# Any guesses welcome - baby on its tummy!



## cosmicgirlxxx

Can anyone have a look at this for me please?
Baby was not behaving, this was the best pic we could get. Baby wouldn't turn around and was lying on it's tummy and head throughout!
Thanks :flower:


----------



## oox_tasha_xoo

Boy x


----------



## winterbabies3

Boy


----------



## Bevziibubble

:blue:


----------



## embeth

Boy!


----------



## Eleanor ace

How far along where you at your scan? I swear I see boy bits!


----------



## MeeOhMya

Maybe boy. Congrats on baby!


----------



## Take2

I'm no expert and it's not the easiest picture to study but I think I can see a nub and it looks pretty straight, isn't it all in the angle of the dangle?
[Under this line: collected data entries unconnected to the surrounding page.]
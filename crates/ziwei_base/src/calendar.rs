//! Sexagenary year and double-hour resolution.
//!
//! The 60-cycle is anchored at CE 1984 = 甲子 (cycle index 0). Hours map
//! onto 12 two-hour windows; each window opens one hour before an even
//! clock hour, so 子 covers 23:00–00:59 and 丑 covers 01:00–02:59.

use crate::error::ZiweiError;
use crate::stem_branch::{Branch, Stem, StemBranch};

/// Reference epoch: CE 1984 = 甲子 (cycle index 0).
pub const SEXAGENARY_EPOCH_YEAR: i32 = 1984;

/// Stem-branch of a year, taken as the sexagenary label of `year`.
///
/// `rem_euclid` keeps the cycle index in 0..60 for every `i32`, so the
/// `OutOfRange` arm is unreachable for well-formed tables.
pub fn resolve_year_stem_branch(year: i32) -> Result<StemBranch, ZiweiError> {
    let cycle_index = (year as i64 - SEXAGENARY_EPOCH_YEAR as i64).rem_euclid(60) as u8;
    StemBranch::from_cycle_index(cycle_index)
}

/// Double-hour branch for a clock hour in 0..=23.
pub fn resolve_hour_branch(hour: u8) -> Result<Branch, ZiweiError> {
    if hour > 23 {
        return Err(ZiweiError::InvalidHour(hour));
    }
    Ok(Branch::from_index((hour + 1) / 2 % 12))
}

/// First clock hour of a double-hour window (子 → 23).
pub const fn hour_window_start(branch: Branch) -> u8 {
    (branch.index() * 2 + 23) % 24
}

/// Stem of the palace at `branch` for a given birth-year stem (五虎遁).
///
/// The 寅 palace takes 丙/戊/庚/壬/甲 for year stems 甲己/乙庚/丙辛/丁壬/戊癸,
/// and stems then advance with the ring 寅 → 卯 → … → 丑.
pub const fn palace_stem(year_stem: Stem, branch: Branch) -> Stem {
    let yin_stem = Stem::from_index((year_stem.index() % 5) * 2 + 2);
    yin_stem.offset(Branch::Yin.steps_to(branch) as i32)
}

/// Stem-branch of the palace at `branch`.
pub fn palace_stem_branch(year_stem: Stem, branch: Branch) -> Result<StemBranch, ZiweiError> {
    StemBranch::new(palace_stem(year_stem, branch), branch)
}
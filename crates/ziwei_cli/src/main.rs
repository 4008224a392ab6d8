use std::path::PathBuf;

use clap::{Parser, Subcommand};
use ziwei_base::{
    BirthInput, Branch, Gender, hour_window_start, resolve_hour_branch, resolve_year_stem_branch,
};
use ziwei_chart::{
    ChartConfig, ChartLayer, LeapMonthPolicy, assemble_chart_with, calculate_chart_json,
};
use ziwei_rules::{
    ConsensusLevel, RuleMatchResult, evaluate, filter_by_consensus, filter_by_dimension,
    load_rules, rank_matches, summarize,
};

#[derive(Parser)]
#[command(name = "ziwei", about = "Ziwei Doushu chart CLI")]
struct Cli {
    #[command(subcommand)]
    command: Commands,
}

#[derive(clap::Args)]
struct BirthArgs {
    /// Birth year of the sexagenary cycle (e.g. 1984)
    #[arg(long)]
    year: i32,
    /// Lunar month (1-12)
    #[arg(long)]
    month: u8,
    /// Lunar day (1-30)
    #[arg(long)]
    day: u8,
    /// Double-hour branch (亥, hai) or clock hour (0-23)
    #[arg(long)]
    hour: String,
    /// Born in an intercalary month
    #[arg(long)]
    leap: bool,
    /// Gender: male/female, M/F, 男/女
    #[arg(long, default_value = "male")]
    gender: String,
    /// Count days 16-30 of a leap month as the following month
    #[arg(long)]
    split_leap: bool,
    /// Skip 天刑, 天姚, 三台, 八座, 紅鸞, 天喜
    #[arg(long)]
    no_minor: bool,
}

#[derive(Subcommand)]
enum Commands {
    /// Sexagenary stem-branch of a year
    Year {
        year: i32,
    },
    /// Double-hour branch of a clock hour
    Hour {
        /// Clock hour (0-23)
        hour: u8,
    },
    /// Assemble a chart and print it as JSON
    Chart {
        #[command(flatten)]
        birth: BirthArgs,
    },
    /// Evaluate a rule knowledge base against a chart
    Evaluate {
        #[command(flatten)]
        birth: BirthArgs,
        /// Path to the rule JSON file
        #[arg(long)]
        rules: PathBuf,
        /// Consensus level: high (default), consensus, all
        #[arg(long, default_value = "high")]
        consensus: String,
        /// Keep only these dimensions (repeatable)
        #[arg(long)]
        dimension: Vec<String>,
        /// Include unmatched rules
        #[arg(long)]
        all: bool,
        /// Print a summary instead of individual results
        #[arg(long)]
        summary: bool,
    },
    /// Run a JSON chart request from a file
    Request {
        file: PathBuf,
        /// Count days 16-30 of a leap month as the following month
        #[arg(long)]
        split_leap: bool,
    },
}

fn main() {
    let cli = Cli::parse();

    match cli.command {
        Commands::Year { year } => {
            let sb = resolve_year_stem_branch(year).unwrap_or_else(|e| fail(&e));
            println!(
                "{year}: {sb} ({}-{}), cycle index {}",
                sb.stem().pinyin(),
                sb.branch().pinyin(),
                sb.cycle_index()
            );
        }

        Commands::Hour { hour } => {
            let branch = resolve_hour_branch(hour).unwrap_or_else(|e| fail(&e));
            let start = hour_window_start(branch);
            println!(
                "{hour:02}:00 -> {branch} ({}), {start:02}:00-{:02}:59",
                branch.pinyin(),
                (start + 1) % 24
            );
        }

        Commands::Chart { birth } => {
            let chart = build_chart(&birth);
            print_json(&chart);
        }

        Commands::Evaluate {
            birth,
            rules,
            consensus,
            dimension,
            all,
            summary,
        } => {
            let chart = build_chart(&birth);
            let text = std::fs::read_to_string(&rules).unwrap_or_else(|e| {
                eprintln!("Failed to read {}: {e}", rules.display());
                std::process::exit(1);
            });
            let set = load_rules(&text).unwrap_or_else(|e| fail(&e));
            for rejected in &set.rejected {
                eprintln!("Skipped rule #{}: {}", rejected.index, rejected.error);
            }

            let results = select_results(
                evaluate(&chart, &set),
                ConsensusLevel::parse_lenient(&consensus),
                &dimension,
            );
            if summary {
                print_json(&summarize(&results));
                return;
            }
            let results = if all { results } else { rank_matches(results) };
            print_json(&results);
        }

        Commands::Request { file, split_leap } => {
            let body = std::fs::read_to_string(&file).unwrap_or_else(|e| {
                eprintln!("Failed to read {}: {e}", file.display());
                std::process::exit(1);
            });
            let config = ChartConfig {
                leap_month: leap_policy(split_leap),
                ..ChartConfig::default()
            };
            let response = calculate_chart_json(&body, &config);
            print_json(&response);
            if !response.success {
                std::process::exit(1);
            }
        }
    }
}

fn fail(e: &dyn std::fmt::Display) -> ! {
    eprintln!("Error: {e}");
    std::process::exit(1);
}

fn leap_policy(split: bool) -> LeapMonthPolicy {
    if split {
        LeapMonthPolicy::SplitAtMidMonth
    } else {
        LeapMonthPolicy::SameMonth
    }
}

fn parse_hour(s: &str) -> Branch {
    let s = s.trim();
    let parsed = match s.parse::<u8>() {
        Ok(hour) => resolve_hour_branch(hour),
        Err(_) => s.parse::<Branch>(),
    };
    parsed.unwrap_or_else(|e| {
        eprintln!("Invalid hour: {e}");
        eprintln!("Valid: 0-23, or a branch such as 子, zi, 亥, hai");
        std::process::exit(1);
    })
}

fn build_chart(args: &BirthArgs) -> ChartLayer {
    let gender: Gender = args.gender.parse().unwrap_or_else(|e| fail(&e));
    let birth = BirthInput::new(args.year, args.month, args.day, parse_hour(&args.hour), gender)
        .unwrap_or_else(|e| fail(&e))
        .with_leap_month(args.leap);
    let config = ChartConfig {
        leap_month: leap_policy(args.split_leap),
        include_minor_stars: !args.no_minor,
        ..ChartConfig::default()
    };
    assemble_chart_with(&birth, &config).unwrap_or_else(|e| fail(&e))
}

/// Consensus and dimension filters, applied before ranking or summarizing.
fn select_results(
    results: Vec<RuleMatchResult>,
    level: ConsensusLevel,
    dimensions: &[String],
) -> Vec<RuleMatchResult> {
    filter_by_dimension(filter_by_consensus(results, level), dimensions)
}

fn print_json<T: serde::Serialize + ?Sized>(value: &T) {
    match serde_json::to_string_pretty(value) {
        Ok(json) => println!("{json}"),
        Err(e) => fail(&e),
    }
}
//! Star vocabulary, magnitude classes and transformation tags.
//!
//! [`StarId`] is the closed set of every star the engine can place. Rule
//! data is validated against it when loaded, so a misspelled star name is
//! rejected up front instead of silently never matching.

use std::fmt;
use std::str::FromStr;

use serde::{Deserialize, Serialize};

use crate::brightness::{Brightness, star_brightness};
use crate::stem_branch::Branch;

/// Magnitude class of a star.
#[derive(Debug, Clone, Copy, PartialEq, Eq, Hash, PartialOrd, Ord, Serialize, Deserialize)]
#[serde(rename_all = "snake_case")]
pub enum StarClass {
    /// The 14 primary stars (十四主星).
    Major,
    /// Auxiliary and malefic stars (六吉, 六煞, 祿存, 天馬).
    Medium,
    /// Miscellaneous minor stars (雜曜).
    Minor,
}

/// Every star placed by the engine.
#[derive(Debug, Clone, Copy, PartialEq, Eq, Hash, PartialOrd, Ord, Serialize, Deserialize)]
pub enum StarId {
    // Ziwei series
    #[serde(rename = "紫微")]
    Ziwei,
    #[serde(rename = "天機")]
    Tianji,
    #[serde(rename = "太陽")]
    Taiyang,
    #[serde(rename = "武曲")]
    Wuqu,
    #[serde(rename = "天同")]
    Tiantong,
    #[serde(rename = "廉貞")]
    Lianzhen,
    // Tianfu series
    #[serde(rename = "天府")]
    Tianfu,
    #[serde(rename = "太陰")]
    Taiyin,
    #[serde(rename = "貪狼")]
    Tanlang,
    #[serde(rename = "巨門")]
    Jumen,
    #[serde(rename = "天相")]
    Tianxiang,
    #[serde(rename = "天梁")]
    Tianliang,
    #[serde(rename = "七殺")]
    Qisha,
    #[serde(rename = "破軍")]
    Pojun,
    // Auxiliary
    #[serde(rename = "左輔")]
    Zuofu,
    #[serde(rename = "右弼")]
    Youbi,
    #[serde(rename = "文昌")]
    Wenchang,
    #[serde(rename = "文曲")]
    Wenqu,
    #[serde(rename = "天魁")]
    Tiankui,
    #[serde(rename = "天鉞")]
    Tianyue,
    #[serde(rename = "祿存")]
    Lucun,
    #[serde(rename = "天馬")]
    Tianma,
    // Malefic
    #[serde(rename = "擎羊")]
    Qingyang,
    #[serde(rename = "陀羅")]
    Tuoluo,
    #[serde(rename = "火星")]
    Huoxing,
    #[serde(rename = "鈴星")]
    Lingxing,
    #[serde(rename = "地空")]
    Dikong,
    #[serde(rename = "地劫")]
    Dijie,
    // Minor
    #[serde(rename = "天刑")]
    Tianxing,
    #[serde(rename = "天姚")]
    Tianyao,
    #[serde(rename = "三台")]
    Santai,
    #[serde(rename = "八座")]
    Bazuo,
    #[serde(rename = "紅鸞")]
    Hongluan,
    #[serde(rename = "天喜")]
    Tianxi,
}

/// Number of stars in the vocabulary.
pub const STAR_COUNT: usize = 34;

/// All stars in declaration order.
pub const ALL_STARS: [StarId; STAR_COUNT] = [
    StarId::Ziwei,
    StarId::Tianji,
    StarId::Taiyang,
    StarId::Wuqu,
    StarId::Tiantong,
    StarId::Lianzhen,
    StarId::Tianfu,
    StarId::Taiyin,
    StarId::Tanlang,
    StarId::Jumen,
    StarId::Tianxiang,
    StarId::Tianliang,
    StarId::Qisha,
    StarId::Pojun,
    StarId::Zuofu,
    StarId::Youbi,
    StarId::Wenchang,
    StarId::Wenqu,
    StarId::Tiankui,
    StarId::Tianyue,
    StarId::Lucun,
    StarId::Tianma,
    StarId::Qingyang,
    StarId::Tuoluo,
    StarId::Huoxing,
    StarId::Lingxing,
    StarId::Dikong,
    StarId::Dijie,
    StarId::Tianxing,
    StarId::Tianyao,
    StarId::Santai,
    StarId::Bazuo,
    StarId::Hongluan,
    StarId::Tianxi,
];

/// The 14 major stars.
pub const MAJOR_STARS: [StarId; 14] = [
    StarId::Ziwei,
    StarId::Tianji,
    StarId::Taiyang,
    StarId::Wuqu,
    StarId::Tiantong,
    StarId::Lianzhen,
    StarId::Tianfu,
    StarId::Taiyin,
    StarId::Tanlang,
    StarId::Jumen,
    StarId::Tianxiang,
    StarId::Tianliang,
    StarId::Qisha,
    StarId::Pojun,
];

/// The six malefic stars (六煞).
pub const MALEFIC_STARS: [StarId; 6] = [
    StarId::Qingyang,
    StarId::Tuoluo,
    StarId::Huoxing,
    StarId::Lingxing,
    StarId::Dikong,
    StarId::Dijie,
];

// (traditional, simplified, pinyin code)
const STAR_NAMES: [(&str, &str, &str); STAR_COUNT] = [
    ("紫微", "紫微", "ziwei"),
    ("天機", "天机", "tianji"),
    ("太陽", "太阳", "taiyang"),
    ("武曲", "武曲", "wuqu"),
    ("天同", "天同", "tiantong"),
    ("廉貞", "廉贞", "lianzhen"),
    ("天府", "天府", "tianfu"),
    ("太陰", "太阴", "taiyin"),
    ("貪狼", "贪狼", "tanlang"),
    ("巨門", "巨门", "jumen"),
    ("天相", "天相", "tianxiang"),
    ("天梁", "天梁", "tianliang"),
    ("七殺", "七杀", "qisha"),
    ("破軍", "破军", "pojun"),
    ("左輔", "左辅", "zuofu"),
    ("右弼", "右弼", "youbi"),
    ("文昌", "文昌", "wenchang"),
    ("文曲", "文曲", "wenqu"),
    ("天魁", "天魁", "tiankui"),
    ("天鉞", "天钺", "tianyue"),
    ("祿存", "禄存", "lucun"),
    ("天馬", "天马", "tianma"),
    ("擎羊", "擎羊", "qingyang"),
    ("陀羅", "陀罗", "tuoluo"),
    ("火星", "火星", "huoxing"),
    ("鈴星", "铃星", "lingxing"),
    ("地空", "地空", "dikong"),
    ("地劫", "地劫", "dijie"),
    ("天刑", "天刑", "tianxing"),
    ("天姚", "天姚", "tianyao"),
    ("三台", "三台", "santai"),
    ("八座", "八座", "bazuo"),
    ("紅鸞", "红鸾", "hongluan"),
    ("天喜", "天喜", "tianxi"),
];

impl StarId {
    /// 0-based index into [`ALL_STARS`].
    pub const fn index(self) -> u8 {
        self as u8
    }

    /// Traditional Chinese name.
    pub const fn name(self) -> &'static str {
        STAR_NAMES[self as usize].0
    }

    /// Simplified Chinese name.
    pub const fn simplified_name(self) -> &'static str {
        STAR_NAMES[self as usize].1
    }

    /// Lowercase pinyin code.
    pub const fn code(self) -> &'static str {
        STAR_NAMES[self as usize].2
    }

    pub const fn class(self) -> StarClass {
        match self.index() {
            0..=13 => StarClass::Major,
            14..=27 => StarClass::Medium,
            _ => StarClass::Minor,
        }
    }

    pub const fn is_major(self) -> bool {
        matches!(self.class(), StarClass::Major)
    }

    pub const fn is_malefic(self) -> bool {
        matches!(
            self,
            Self::Qingyang
                | Self::Tuoluo
                | Self::Huoxing
                | Self::Lingxing
                | Self::Dikong
                | Self::Dijie
        )
    }

    /// Look up a star by traditional, simplified or pinyin name.
    pub fn from_name(name: &str) -> Option<Self> {
        let name = name.trim();
        STAR_NAMES
            .iter()
            .position(|(zh, zhs, code)| {
                *zh == name || *zhs == name || code.eq_ignore_ascii_case(name)
            })
            .map(|i| ALL_STARS[i])
    }
}

impl fmt::Display for StarId {
    fn fmt(&self, f: &mut fmt::Formatter<'_>) -> fmt::Result {
        f.write_str(self.name())
    }
}

impl FromStr for StarId {
    type Err = String;

    fn from_str(s: &str) -> Result<Self, Self::Err> {
        Self::from_name(s).ok_or_else(|| format!("unknown star: {}", s.trim()))
    }
}

/// The four transformations (四化).
#[derive(Debug, Clone, Copy, PartialEq, Eq, Hash, PartialOrd, Ord, Serialize, Deserialize)]
pub enum Transformation {
    #[serde(rename = "祿", alias = "lu", alias = "禄")]
    Lu,
    #[serde(rename = "權", alias = "quan", alias = "权")]
    Quan,
    #[serde(rename = "科", alias = "ke")]
    Ke,
    #[serde(rename = "忌", alias = "ji")]
    Ji,
}

/// The four transformations in table order.
pub const ALL_TRANSFORMATIONS: [Transformation; 4] = [
    Transformation::Lu,
    Transformation::Quan,
    Transformation::Ke,
    Transformation::Ji,
];

impl Transformation {
    pub const fn index(self) -> u8 {
        self as u8
    }

    /// Chinese name (祿, 權, 科, 忌).
    pub const fn name(self) -> &'static str {
        match self {
            Self::Lu => "祿",
            Self::Quan => "權",
            Self::Ke => "科",
            Self::Ji => "忌",
        }
    }

    pub const fn code(self) -> &'static str {
        match self {
            Self::Lu => "lu",
            Self::Quan => "quan",
            Self::Ke => "ke",
            Self::Ji => "ji",
        }
    }
}

impl fmt::Display for Transformation {
    fn fmt(&self, f: &mut fmt::Formatter<'_>) -> fmt::Result {
        f.write_str(self.name())
    }
}

impl FromStr for Transformation {
    type Err = String;

    fn from_str(s: &str) -> Result<Self, Self::Err> {
        let s = s.trim().trim_start_matches('化');
        ALL_TRANSFORMATIONS
            .iter()
            .copied()
            .find(|t| t.name() == s || t.code().eq_ignore_ascii_case(s))
            .or(match s {
                "禄" => Some(Self::Lu),
                "权" => Some(Self::Quan),
                _ => None,
            })
            .ok_or_else(|| format!("unknown transformation: {s}"))
    }
}

/// A star placed in a chart, with its brightness and any transformations
/// it carries.
#[derive(Debug, Clone, PartialEq, Eq, Hash, Serialize)]
pub struct StarInstance {
    pub star: StarId,
    pub class: StarClass,
    /// Set for major stars only.
    #[serde(skip_serializing_if = "Option::is_none")]
    pub brightness: Option<Brightness>,
    #[serde(skip_serializing_if = "Vec::is_empty")]
    pub transformations: Vec<Transformation>,
}

impl StarInstance {
    /// An unrated instance.
    pub fn new(star: StarId) -> Self {
        Self {
            star,
            class: star.class(),
            brightness: None,
            transformations: Vec::new(),
        }
    }

    /// An instance rated for the branch it sits in.
    pub fn at(star: StarId, branch: Branch) -> Self {
        Self {
            brightness: star_brightness(star, branch),
            ..Self::new(star)
        }
    }

    /// Add a transformation tag, ignoring duplicates.
    pub fn tag(&mut self, t: Transformation) {
        if !self.transformations.contains(&t) {
            self.transformations.push(t);
            self.transformations.sort();
        }
    }

    pub fn has_transformation(&self, t: Transformation) -> bool {
        self.transformations.contains(&t)
    }
}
I'm going to therefor buck the trend and say girl but I'm happy for nub experts to correct me!


----------



## lau86

I think I see a boy nub


----------



## LoraLoo

Boy


----------



## cosmicgirlxxx

The pic was 13+2

I'd like more girl guess please :blush:


----------



## Misscalais

Hun if thats the nub im seeing it looks like boy, im not 100% that its what it is though considering its upside down x


----------



## cosmicgirlxxx

I already have 5 boys so was really hoping for a girl.
I kinda knew I was kidding myself.:nope:


----------



## LoraLoo

Tbh it's not the best pic- Id not rule out it being a girl.
Do you have any other pics?


----------



## cosmicgirlxxx

I don't unfortunately.
I've got a gender scan on 22nd Sept so hopefully baby will behave and I'll have a definite answer :thumbup:


----------



## MichCuc

The nub looks like a boy nub... However I was just reading a thread on another site where a sonographer was doing her own little study with patients that she scanned and one of them had a nub just like that. Everyone guessed boy, but it was a girl... So there's a little hope for you! :)


----------



## Lucy3

My OB guessed boy at my 13+4 scan and was wrong! So could definitely still go girl. Sending lots of girl thoughts your way x


----------



## cosmicgirlxxx

Thank you ladies :flower:
I'll remain hopeful for a pink bundle, for now :blush:


----------



## Eleanor ace

I hope you hear girl at your scan! With my son the vast majority of nub guesses I had were girly, and with my daughter I had more boy than girl guesses.


----------



## cosmicgirlxxx

Thats great to know!

Thank you :thumbup:


----------



## embeth

It's def not clear cut boy nub especially as bub is on its tummy. Sending lots of pink vibes for your scan xx


----------



## lornapj83

Aww not sure on gender but sending pink baby dust I was in your position 2 years ago I have 5 boys and really wanted a baby girl and I got her after my boys so good luck xx


----------



## cosmicgirlxxx

Thank you :flower:


----------



## madseasons

My first few scans all looked like a boy nub..she is all girl!!! Good luck either way!!!


----------



## LillyFleur

I'm going to say :blue: too...Only because my early scan pic was like that, with baby being awkward and everyone thinks mine is a boy.

We shall see...!!!


----------



## LittleMinx

At my 12 week scan my bubs was on its tummy... Now SHE is a 14 month old little terror,.. Thinking pink for you x


----------



## rwhite

Tummy is actually really inaccurate for nub shots, as it throws off the angle :) Could totally go either way, don't give up hope xx :D


----------



## cosmicgirlxxx

Thanks everyone :flower:

Fingers crossed for my gender scan on 22nd. I'm very nervous but can't help losing hope. Trying to remain positive.


----------



## oox_tasha_xoo

I know Iv said boy as it does look like a boy nub, but being upside down can affect the nub so it really can go either way! I had a tricky upside down baby too xx


----------



## Lucy3

Is your scan today? Good luck!!


----------



## rwhite

Good luck for your scan! I hope bubs is doing great, and a pink one as an added bonus :winkwink:


----------



## Misscalais

Good luck for your scan. I really hope you do hear pink, if not just praying baby is nice and healthy x


----------



## Bevziibubble

Good luck for your scan! :)


----------



## winterbabies3

Hope everything went well!!


----------



## madseasons

Looking forward to update!


----------



## cosmicgirlxxx

Boy x


----------



## madseasons

Congrats! You have my dream family :) Don't get me wrong, I love my DD but I always wanted boys!


Dee


----------



## rwhite

Congratulations <3


----------